[WHAT THE TASK ASKS] Each record that follows must be reproduced exactly.

-- -- --

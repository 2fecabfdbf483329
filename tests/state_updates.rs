use postwatch::config::Layout;
use postwatch::state::{
    AppState, Comparison, ComparisonMap, DeltaValue, Entry, Snapshot, Update, apply_update,
};

fn entry(name: &str, count: u64) -> Entry {
    Entry {
        display_name: name.to_string(),
        count,
        url: None,
        image_url: None,
        gender: None,
        comparison: None,
    }
}

fn snapshot(updated: &str, names: &[(&str, u64)]) -> Snapshot {
    Snapshot {
        last_updated: updated.to_string(),
        entries: names.iter().map(|&(n, c)| entry(n, c)).collect(),
    }
}

fn delta(diff: f64) -> DeltaValue {
    DeltaValue {
        diff,
        diff_text: format!("{diff:+}"),
        rate_text: "n/a".to_string(),
    }
}

fn comparison(day: f64, week: f64) -> Comparison {
    Comparison {
        vs_yesterday: delta(day),
        vs_last_week: delta(week),
    }
}

fn state_with(snap: Snapshot) -> AppState {
    let mut state = AppState::new(Layout::Cards);
    apply_update(&mut state, Update::SetSnapshot(snap));
    state
}

#[test]
fn refresh_started_clears_content_and_enters_busy() {
    let mut state = state_with(snapshot("T1", &[("A", 1)]));
    state.error = Some("stale error".to_string());

    apply_update(&mut state, Update::RefreshStarted { forced: true });

    assert!(state.busy);
    assert!(state.error.is_none());
    assert!(state.snapshot.is_none());
    assert_eq!(state.scroll, 0);
}

#[test]
fn set_snapshot_replaces_previous_content_atomically() {
    let mut state = state_with(snapshot("T1", &[("A", 1), ("B", 2)]));

    apply_update(&mut state, Update::RefreshStarted { forced: false });
    apply_update(&mut state, Update::SetSnapshot(snapshot("T2", &[("C", 3)])));

    let snap = state.snapshot.as_ref().expect("snapshot should be set");
    assert_eq!(snap.last_updated, "T2");
    assert_eq!(snap.entries.len(), 1);
    assert_eq!(snap.entries[0].display_name, "C");
    assert!(!state.busy);
    assert!(state.error.is_none());
}

#[test]
fn repeated_refresh_with_unchanged_upstream_is_idempotent() {
    let mut once = AppState::new(Layout::Cards);
    apply_update(&mut once, Update::RefreshStarted { forced: false });
    apply_update(&mut once, Update::SetSnapshot(snapshot("T", &[("A", 5), ("B", 2)])));

    let mut twice = AppState::new(Layout::Cards);
    for _ in 0..2 {
        apply_update(&mut twice, Update::RefreshStarted { forced: false });
        apply_update(&mut twice, Update::SetSnapshot(snapshot("T", &[("A", 5), ("B", 2)])));
    }

    assert_eq!(once.snapshot, twice.snapshot);
}

#[test]
fn refresh_failed_discards_entries_and_leaves_busy() {
    let mut state = state_with(snapshot("T1", &[("A", 1)]));

    apply_update(&mut state, Update::RefreshStarted { forced: true });
    apply_update(
        &mut state,
        Update::RefreshFailed("retrieval failed: boom".to_string()),
    );

    // All-or-nothing: a failed refresh never leaves stale entries behind,
    // and the trigger is usable again.
    assert!(state.snapshot.is_none());
    assert_eq!(state.error.as_deref(), Some("retrieval failed: boom"));
    assert!(!state.busy);
}

#[test]
fn comparisons_attach_by_trimmed_name_match() {
    let mut state = state_with(snapshot("T", &[("A", 1), (" B ", 2)]));

    let mut map = ComparisonMap::new();
    map.insert("A".to_string(), comparison(2.0, -1.0));
    map.insert("B".to_string(), comparison(0.0, 3.0));
    apply_update(&mut state, Update::SetComparisons(map));

    let snap = state.snapshot.as_ref().expect("snapshot still present");
    let a = snap.entries[0].comparison.as_ref().expect("A should match");
    assert_eq!(a.vs_yesterday.diff, 2.0);
    let b = snap.entries[1]
        .comparison
        .as_ref()
        .expect("entry name is trimmed for lookup");
    assert_eq!(b.vs_last_week.diff, 3.0);
}

#[test]
fn comparisons_replace_inline_section() {
    let mut snap = snapshot("T", &[("A", 1)]);
    snap.entries[0].comparison = Some(comparison(9.0, 9.0));
    let mut state = state_with(snap);

    let mut map = ComparisonMap::new();
    map.insert("A".to_string(), comparison(-4.0, 0.0));
    apply_update(&mut state, Update::SetComparisons(map));

    let applied = state.snapshot.as_ref().unwrap().entries[0]
        .comparison
        .as_ref()
        .expect("comparison should remain");
    assert_eq!(applied.vs_yesterday.diff, -4.0);
}

#[test]
fn unmatched_comparison_key_is_a_noop() {
    let mut snap = snapshot("T", &[("A", 1)]);
    snap.entries[0].comparison = Some(comparison(1.0, 1.0));
    let mut state = state_with(snap.clone());

    let mut map = ComparisonMap::new();
    map.insert("Ghost Site".to_string(), comparison(9.0, 9.0));
    apply_update(&mut state, Update::SetComparisons(map));

    // No entry created or altered for the unknown key; the inline section
    // on the miss entry survives.
    assert_eq!(state.snapshot.as_ref(), Some(&snap));
}

#[test]
fn comparisons_without_snapshot_are_ignored() {
    let mut state = AppState::new(Layout::Cards);
    apply_update(&mut state, Update::RefreshStarted { forced: false });

    let mut map = ComparisonMap::new();
    map.insert("A".to_string(), comparison(1.0, 1.0));
    apply_update(&mut state, Update::SetComparisons(map));

    assert!(state.snapshot.is_none());
    assert!(state.busy);
}

#[test]
fn stale_enrichment_lands_on_the_current_snapshot_by_name() {
    // A second refresh can complete before the first cycle's enrichment
    // resolves; the late map then attaches to whatever snapshot is current.
    let mut state = state_with(snapshot("T1", &[("A", 1)]));
    apply_update(&mut state, Update::RefreshStarted { forced: false });
    apply_update(&mut state, Update::SetSnapshot(snapshot("T2", &[("A", 8)])));

    let mut map = ComparisonMap::new();
    map.insert("A".to_string(), comparison(5.0, 5.0));
    apply_update(&mut state, Update::SetComparisons(map));

    let snap = state.snapshot.as_ref().unwrap();
    assert_eq!(snap.last_updated, "T2");
    assert!(snap.entries[0].comparison.is_some());
}

#[test]
fn log_ring_is_capped() {
    let mut state = AppState::new(Layout::Cards);
    for i in 0..500 {
        apply_update(&mut state, Update::Log(format!("line {i}")));
    }
    assert_eq!(state.logs.len(), 200);
    assert_eq!(state.logs.back().map(String::as_str), Some("line 499"));
}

-- -- --

[ANSWER TO THIS TASK]
repository 2fecabfdbf483329
filename tests/state_updates.rs
use postwatch::config::Layout;
use postwatch::state::{
    AppState, Comparison, ComparisonMap, DeltaValue, Entry, Snapshot, Update, apply_update,
};

fn entry(name: &str, count: u64) -> Entry {
    Entry {
        display_name: name.to_string(),
        count,
        url: None,
        image_url: None,
        gender: None,
        comparison: None,
    }
}

fn snapshot(updated: &str, names: &[(&str, u64)]) -> Snapshot {
    Snapshot {
        last_updated: updated.to_string(),
        entries: names.iter().map(|&(n, c)| entry(n, c)).collect(),
    }
}

fn delta(diff: f64) -> DeltaValue {
    DeltaValue {
        diff,
        diff_text: format!("{diff:+}"),
        rate_text: "n/a".to_string(),
    }
}

fn comparison(day: f64, week: f64) -> Comparison {
    Comparison {
        vs_yesterday: delta(day),
        vs_last_week: delta(week),
    }
}

fn state_with(snap: Snapshot) -> AppState {
    let mut state = AppState::new(Layout::Cards);
    apply_update(&mut state, Update::SetSnapshot(snap));
    state
}

#[test]
fn refresh_started_clears_content_and_enters_busy() {
    let mut state = state_with(snapshot("T1", &[("A", 1)]));
    state.error = Some("stale error".to_string());

    apply_update(&mut state, Update::RefreshStarted { forced: true });

    assert!(state.busy);
    assert!(state.error.is_none());
    assert!(state.snapshot.is_none());
    assert_eq!(state.scroll, 0);
}

#[test]
fn set_snapshot_replaces_previous_content_atomically() {
    let mut state = state_with(snapshot("T1", &[("A", 1), ("B", 2)]));

    apply_update(&mut state, Update::RefreshStarted { forced: false });
    apply_update(&mut state, Update::SetSnapshot(snapshot("T2", &[("C", 3)])));

    let snap = state.snapshot.as_ref().expect("snapshot should be set");
    assert_eq!(snap.last_updated, "T2");
    assert_eq!(snap.entries.len(), 1);
    assert_eq!(snap.entries[0].display_name, "C");
    assert!(!state.busy);
    assert!(state.error.is_none());
}

#[test]
fn repeated_refresh_with_unchanged_upstream_is_idempotent() {
    let mut once = AppState::new(Layout::Cards);
    apply_update(&mut once, Update::RefreshStarted { forced: false });
    apply_update(&mut once, Update::SetSnapshot(snapshot("T", &[("A", 5), ("B", 2)])));

    let mut twice = AppState::new(Layout::Cards);
    for _ in 0..2 {
        apply_update(&mut twice, Update::RefreshStarted { forced: false });
        apply_update(&mut twice, Update::SetSnapshot(snapshot("T", &[("A", 5), ("B", 2)])));
    }

    assert_eq!(once.snapshot, twice.snapshot);
}

#[test]
fn refresh_failed_discards_entries_and_leaves_busy() {
    let mut state = state_with(snapshot("T1", &[("A", 1)]));

    apply_update(&mut state, Update::RefreshStarted { forced: true });
    apply_update(
        &mut state,
        Update::RefreshFailed("retrieval failed: boom".to_string()),
    );

    // All-or-nothing: a failed refresh never leaves stale entries behind,
    // and the trigger is usable again.
    assert!(state.snapshot.is_none());
    assert_eq!(state.error.as_deref(), Some("retrieval failed: boom"));
    assert!(!state.busy);
}

#[test]
fn comparisons_attach_by_trimmed_name_match() {
    let mut state = state_with(snapshot("T", &[("A", 1), (" B ", 2)]));

    let mut map = ComparisonMap::new();
    map.insert("A".to_string(), comparison(2.0, -1.0));
    map.insert("B".to_string(), comparison(0.0, 3.0));
    apply_update(&mut state, Update::SetComparisons(map));

    let snap = state.snapshot.as_ref().expect("snapshot still present");
    let a = snap.entries[0].comparison.as_ref().expect("A should match");
    assert_eq!(a.vs_yesterday.diff, 2.0);
    let b = snap.entries[1]
        .comparison
        .as_ref()
        .expect("entry name is trimmed for lookup");
    assert_eq!(b.vs_last_week.diff, 3.0);
}

#[test]
fn comparisons_replace_inline_section() {
    let mut snap = snapshot("T", &[("A", 1)]);
    snap.entries[0].comparison = Some(comparison(9.0, 9.0));
    let mut state = state_with(snap);

    let mut map = ComparisonMap::new();
    map.insert("A".to_string(), comparison(-4.0, 0.0));
    apply_update(&mut state, Update::SetComparisons(map));

    let applied = state.snapshot.as_ref().unwrap().entries[0]
        .comparison
        .as_ref()
        .expect("comparison should remain");
    assert_eq!(applied.vs_yesterday.diff, -4.0);
}

#[test]
fn unmatched_comparison_key_is_a_noop() {
    let mut snap = snapshot("T", &[("A", 1)]);
    snap.entries[0].comparison = Some(comparison(1.0, 1.0));
    let mut state = state_with(snap.clone());

    let mut map = ComparisonMap::new();
    map.insert("Ghost Site".to_string(), comparison(9.0, 9.0));
    apply_update(&mut state, Update::SetComparisons(map));

    // No entry created or altered for the unknown key; the inline section
    // on the miss entry survives.
    assert_eq!(state.snapshot.as_ref(), Some(&snap));
}

#[test]
fn comparisons_without_snapshot_are_ignored() {
    let mut state = AppState::new(Layout::Cards);
    apply_update(&mut state, Update::RefreshStarted { forced: false });

    let mut map = ComparisonMap::new();
    map.insert("A".to_string(), comparison(1.0, 1.0));
    apply_update(&mut state, Update::SetComparisons(map));

    assert!(state.snapshot.is_none());
    assert!(state.busy);
}

#[test]
fn stale_enrichment_lands_on_the_current_snapshot_by_name() {
    // A second refresh can complete before the first cycle's enrichment
    // resolves; the late map then attaches to whatever snapshot is current.
    let mut state = state_with(snapshot("T1", &[("A", 1)]));
    apply_update(&mut state, Update::RefreshStarted { forced: false });
    apply_update(&mut state, Update::SetSnapshot(snapshot("T2", &[("A", 8)])));

    let mut map = ComparisonMap::new();
    map.insert("A".to_string(), comparison(5.0, 5.0));
    apply_update(&mut state, Update::SetComparisons(map));

    let snap = state.snapshot.as_ref().unwrap();
    assert_eq!(snap.last_updated, "T2");
    assert!(snap.entries[0].comparison.is_some());
}

#[test]
fn log_ring_is_capped() {
    let mut state = AppState::new(Layout::Cards);
    for i in 0..500 {
        apply_update(&mut state, Update::Log(format!("line {i}")));
    }
    assert_eq!(state.logs.len(), 200);
    assert_eq!(state.logs.back().map(String::as_str), Some("line 499"));
}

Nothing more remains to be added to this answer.